EXERCISE INPUT:
BEGIN

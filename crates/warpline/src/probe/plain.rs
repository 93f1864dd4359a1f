use super::{ProbeError, ProbeStrategy};
use async_trait::async_trait;
use rand::rngs::StdRng;
use std::net::SocketAddr;
use std::time::Duration;
use tokio::net::TcpStream;
use tokio::time::{Instant, timeout};

/// Times a TCP connect. Passes for any host with an open port, so it says
/// nothing about the UDP responder behind it.
pub struct PlainProbe {
    timeout: Duration,
}

impl PlainProbe {
    pub fn new(timeout: Duration) -> Self {
        Self { timeout }
    }
}

impl Default for PlainProbe {
    fn default() -> Self {
        Self::new(super::PROBE_TIMEOUT)
    }
}

#[async_trait]
impl ProbeStrategy for PlainProbe {
    fn name(&self) -> &'static str {
        "tcp"
    }

    async fn probe(&self, target: SocketAddr, _rng: &mut StdRng) -> Result<Duration, ProbeError> {
        let started = Instant::now();
        match timeout(self.timeout, TcpStream::connect(target)).await {
            Ok(Ok(_)) => Ok(started.elapsed()),
            Ok(Err(e)) => Err(e.into()),
            Err(_) => Err(ProbeError::Timeout(self.timeout)),
        }
    }
}
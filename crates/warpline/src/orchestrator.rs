//! Tunnel Orchestrator
//!
//! Builds the run's topology once and owns everything it started.
//!
//! ```text
//! Direct      client ─► proxy(bind) ─► tunnel ─► endpoint[0]
//!
//! Obfuscated  client ─► transport(bind) ─► proxy(loopback) ─► tunnel ─► endpoint[0]
//!
//! Chained     client ─► proxy(bind) ─► inner tunnel ─► relay(loopback)
//!                                                        │ outer.dial_udp
//!                           endpoint[1] ◄─ outer tunnel ◄┘ (to endpoint[0])
//! ```
//!
//! Any failure while building tears down whatever was already started.
//! Shutdown closes the proxy and relay first, then stops tunnels
//! innermost first.

use crate::config::{ConfigError, Ipv6Mode, ObfuscationSettings, ProxySettings, RunConfig};
use crate::endpoint::{IPV6_CHECK_TARGET, IPV6_CHECK_TIMEOUT, ipv6_reachable, random_endpoint};
use crate::obfuscation::{CommandTransport, ObfuscationTransport, Region, TransportError};
use crate::probe::{HandshakeProbe, ProbeStrategy};
use crate::profile::{Profile, ProfileError};
use crate::proxy::{ProxyError, ProxyFrontend};
use crate::relay::{RelayError, UdpRelay};
use crate::scanner::{ScanError, ScannerEngine};
use crate::tunnel::{TunnelError, TunnelHandle, TunnelProvider};
use rand::rngs::StdRng;
use rand::SeedableRng;
use std::fmt;
use std::net::{Ipv4Addr, SocketAddr};
use std::sync::Arc;
use std::time::Duration;
use tokio_util::sync::CancellationToken;
use tracing::{info, warn};

/// MTU of a tunnel that talks to its endpoint directly
pub const SINGLE_MTU: usize = 1400;

/// Bytes one layer of tunnel encapsulation adds
pub const ENCAPSULATION_OVERHEAD: usize = 80;

/// MTU of the inner tunnel of a chain
pub const CHAINED_MTU: usize = SINGLE_MTU - ENCAPSULATION_OVERHEAD;

/// Keepalive of tunnels facing the network directly
pub const DIRECT_KEEPALIVE: Duration = Duration::from_secs(3);

/// Keepalive of the inner tunnel of a chain
pub const INNER_KEEPALIVE: Duration = Duration::from_secs(10);

/// How the tunnels of a run are arranged; fixed for the whole run
#[derive(Debug, Clone, Copy, PartialEq, Eq)]
pub enum Topology {
    Direct,
    Chained,
    Obfuscated { region: Region },
}

impl Topology {
    /// Pick the topology from the mode flags. Chaining and obfuscation
    /// exclude each other.
    pub fn select(chained: bool, obfuscation: Option<Region>) -> Result<Self, ConfigError> {
        match (chained, obfuscation) {
            (true, Some(_)) => Err(ConfigError::ConflictingModes),
            (true, None) => Ok(Topology::Chained),
            (false, Some(region)) => Ok(Topology::Obfuscated { region }),
            (false, None) => Ok(Topology::Direct),
        }
    }

    /// Distinct endpoints the topology dials
    pub fn endpoints_needed(&self) -> usize {
        match self {
            Topology::Chained => 2,
            _ => 1,
        }
    }
}

impl fmt::Display for Topology {
    fn fmt(&self, f: &mut fmt::Formatter<'_>) -> fmt::Result {
        match self {
            Topology::Direct => write!(f, "direct"),
            Topology::Chained => write!(f, "chained"),
            Topology::Obfuscated { region } => write!(f, "obfuscated ({})", region),
        }
    }
}

/// Identities for the run. The secondary one is only used by the outer
/// tunnel of a chain.
#[derive(Debug, Clone)]
pub struct Profiles {
    pub primary: Profile,
    pub secondary: Option<Profile>,
}

fn loopback_ephemeral() -> SocketAddr {
    (Ipv4Addr::LOCALHOST, 0).into()
}

/// Builds and owns one topology
pub struct TunnelOrchestrator {
    topology: Topology,
    provider: Arc<dyn TunnelProvider>,
    transport: Option<Arc<dyn ObfuscationTransport>>,
    proxy_settings: ProxySettings,
    token: CancellationToken,
    /// Outermost first
    handles: Vec<TunnelHandle>,
    relay: Option<UdpRelay>,
    proxy: Option<ProxyFrontend>,
}

impl TunnelOrchestrator {
    pub fn new(
        topology: Topology,
        provider: Arc<dyn TunnelProvider>,
        transport: Option<Arc<dyn ObfuscationTransport>>,
        proxy_settings: ProxySettings,
        cancel: &CancellationToken,
    ) -> Self {
        Self {
            topology,
            provider,
            transport,
            proxy_settings,
            token: cancel.child_token(),
            handles: Vec::new(),
            relay: None,
            proxy: None,
        }
    }

    pub fn topology(&self) -> Topology {
        self.topology
    }

    /// Running tunnels, outermost first
    pub fn handles(&self) -> &[TunnelHandle] {
        &self.handles
    }

    pub fn proxy(&self) -> Option<&ProxyFrontend> {
        self.proxy.as_ref()
    }

    /// Build the topology. Returns the address clients connect to.
    pub async fn start(
        &mut self,
        bind: SocketAddr,
        endpoints: &[SocketAddr],
        profiles: &Profiles,
    ) -> Result<SocketAddr, RunError> {
        let needed = self.topology.endpoints_needed();
        if endpoints.len() < needed {
            return Err(RunError::NotEnoughEndpoints {
                needed,
                got: endpoints.len(),
            });
        }

        info!("Starting {} topology via {:?}", self.topology, &endpoints[..needed]);

        match self.build(bind, endpoints, profiles).await {
            Ok(addr) => Ok(addr),
            Err(e) => {
                warn!("Topology setup failed: {}", e);
                self.shutdown().await;
                Err(e)
            }
        }
    }

    async fn build(
        &mut self,
        bind: SocketAddr,
        endpoints: &[SocketAddr],
        profiles: &Profiles,
    ) -> Result<SocketAddr, RunError> {
        match self.topology {
            Topology::Direct => {
                let index = self
                    .start_tunnel("primary", &profiles.primary, endpoints[0], SINGLE_MTU, true)
                    .await?;
                self.start_proxy(bind, index).await
            }
            Topology::Obfuscated { region } => {
                let transport = self.transport.clone().ok_or(RunError::MissingTransport)?;
                let index = self
                    .start_tunnel("primary", &profiles.primary, endpoints[0], SINGLE_MTU, true)
                    .await?;
                let upstream = self.start_proxy(loopback_ephemeral(), index).await?;

                transport
                    .start(upstream, bind, region, self.token.clone())
                    .await?;
                info!("Serving on {} through obfuscation transport", bind);
                Ok(bind)
            }
            Topology::Chained => {
                let secondary = profiles
                    .secondary
                    .as_ref()
                    .ok_or(RunError::MissingProfile("secondary"))?;
                let outer = self
                    .start_tunnel("outer", secondary, endpoints[0], SINGLE_MTU, true)
                    .await?;

                let relay = UdpRelay::bind(
                    loopback_ephemeral(),
                    endpoints[1],
                    self.handles[outer].tunnel(),
                    SINGLE_MTU,
                    self.token.child_token(),
                )
                .await?;
                let relay_addr = relay.local_addr();
                self.relay = Some(relay);

                let inner = self
                    .start_tunnel("inner", &profiles.primary, relay_addr, CHAINED_MTU, false)
                    .await?;
                self.start_proxy(bind, inner).await
            }
        }
    }

    /// Start one tunnel and keep its handle; returns the handle index.
    async fn start_tunnel(
        &mut self,
        name: &'static str,
        profile: &Profile,
        endpoint: SocketAddr,
        mtu: usize,
        faces_network: bool,
    ) -> Result<usize, RunError> {
        let keepalive = if faces_network { DIRECT_KEEPALIVE } else { INNER_KEEPALIVE };
        let spec = profile.tunnel_spec(endpoint, mtu, keepalive, faces_network)?;

        let tunnel = self.provider.start(spec).await?;
        info!("{} tunnel up (endpoint {}, mtu {})", name, endpoint, mtu);

        self.handles.push(TunnelHandle::new(name, tunnel, mtu));
        Ok(self.handles.len() - 1)
    }

    async fn start_proxy(&mut self, bind: SocketAddr, index: usize) -> Result<SocketAddr, RunError> {
        let config = self.proxy_settings.to_proxy_config(bind);
        let proxy = ProxyFrontend::new(config, self.handles[index].tunnel());
        let addr = proxy.start(self.token.child_token()).await?;
        self.proxy = Some(proxy);
        Ok(addr)
    }

    /// Close proxy and relay sockets, then stop tunnels innermost first.
    /// Safe to call more than once.
    pub async fn shutdown(&mut self) {
        self.token.cancel();
        self.proxy = None;

        if let Some(relay) = self.relay.take() {
            relay.join().await;
        }

        for handle in self.handles.iter().rev() {
            handle.stop().await;
        }
    }
}

/// A started run; shut it down to release everything
pub struct Running {
    proxy_addr: SocketAddr,
    endpoints: Vec<SocketAddr>,
    orchestrator: TunnelOrchestrator,
}

impl Running {
    /// Where clients connect
    pub fn proxy_addr(&self) -> SocketAddr {
        self.proxy_addr
    }

    pub fn topology(&self) -> Topology {
        self.orchestrator.topology()
    }

    pub fn endpoints(&self) -> &[SocketAddr] {
        &self.endpoints
    }

    pub fn orchestrator(&self) -> &TunnelOrchestrator {
        &self.orchestrator
    }

    pub async fn shutdown(mut self) {
        info!("Shutting down");
        self.orchestrator.shutdown().await;
    }
}

/// Validate `config`, pick endpoints and bring the topology up.
///
/// `transport` overrides the command transport built from the
/// obfuscation settings.
pub async fn run(
    config: &RunConfig,
    provider: Arc<dyn TunnelProvider>,
    transport: Option<Arc<dyn ObfuscationTransport>>,
    cancel: CancellationToken,
) -> Result<Running, RunError> {
    let topology = config.validate()?;

    let profiles = Profiles {
        primary: Profile::load(&config.profiles.primary)?,
        secondary: match topology {
            Topology::Chained => Some(Profile::load(&config.profiles.secondary)?),
            _ => None,
        },
    };

    let transport = transport.or_else(|| {
        config
            .obfuscation
            .as_ref()
            .map(|obfs: &ObfuscationSettings| {
                Arc::new(CommandTransport::new(obfs.program.clone(), obfs.args.clone()))
                    as Arc<dyn ObfuscationTransport>
            })
    });

    let endpoints = resolve_endpoints(config, &profiles.primary, &cancel).await?;
    info!("Using endpoints {:?}", endpoints);

    let mut orchestrator =
        TunnelOrchestrator::new(topology, provider, transport, config.proxy.clone(), &cancel);
    let proxy_addr = orchestrator.start(config.bind, &endpoints, &profiles).await?;

    Ok(Running {
        proxy_addr,
        endpoints,
        orchestrator,
    })
}

/// Scanned endpoints when scanning is on, else the configured endpoint,
/// else a random catalogue endpoint. Always at least two entries.
async fn resolve_endpoints(
    config: &RunConfig,
    primary: &Profile,
    cancel: &CancellationToken,
) -> Result<Vec<SocketAddr>, RunError> {
    if let Some(scan) = &config.scan {
        let ipv6 = match scan.ipv6 {
            Ipv6Mode::On => true,
            Ipv6Mode::Off => false,
            Ipv6Mode::Auto => ipv6_reachable(IPV6_CHECK_TARGET, IPV6_CHECK_TIMEOUT).await,
        };
        let strategy: Arc<dyn ProbeStrategy> =
            Arc::new(HandshakeProbe::new(primary.probe_keys()?).with_decoys(scan.decoys));

        let mut scanner = ScannerEngine::new(scan.to_scan_config(ipv6), strategy);
        let mut endpoints: Vec<SocketAddr> =
            scanner.scan(cancel).await?.into_iter().map(|r| r.addr).collect();
        if endpoints.len() == 1 {
            endpoints.push(endpoints[0]);
        }
        return Ok(endpoints);
    }

    let endpoint = match config.endpoint {
        Some(endpoint) => endpoint,
        None => random_endpoint(&mut StdRng::from_entropy()),
    };
    Ok(vec![endpoint, endpoint])
}

/// Errors that abort a run
#[derive(Debug, thiserror::Error)]
pub enum RunError {
    #[error("Configuration error: {0}")]
    Config(#[from] ConfigError),

    #[error("Profile error: {0}")]
    Profile(#[from] ProfileError),

    #[error("Missing {0} profile")]
    MissingProfile(&'static str),

    #[error("Endpoint scan failed: {0}")]
    Scan(#[from] ScanError),

    #[error("Topology needs {needed} endpoints, got {got}")]
    NotEnoughEndpoints { needed: usize, got: usize },

    #[error("Tunnel error: {0}")]
    Tunnel(#[from] TunnelError),

    #[error("Relay error: {0}")]
    Relay(#[from] RelayError),

    #[error("Proxy error: {0}")]
    Proxy(#[from] ProxyError),

    #[error("Obfuscation transport error: {0}")]
    Transport(#[from] TransportError),

    #[error("Obfuscated topology without a transport")]
    MissingTransport,
}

END

EXERCISE PROMPT: Read through the data and copy every line where "impl" shows up.

OUTPUT FOR THIS TASK:
impl PlainProbe {
impl Default for PlainProbe {
impl ProbeStrategy for PlainProbe {
impl Topology {
impl fmt::Display for Topology {
impl TunnelOrchestrator {
impl Running {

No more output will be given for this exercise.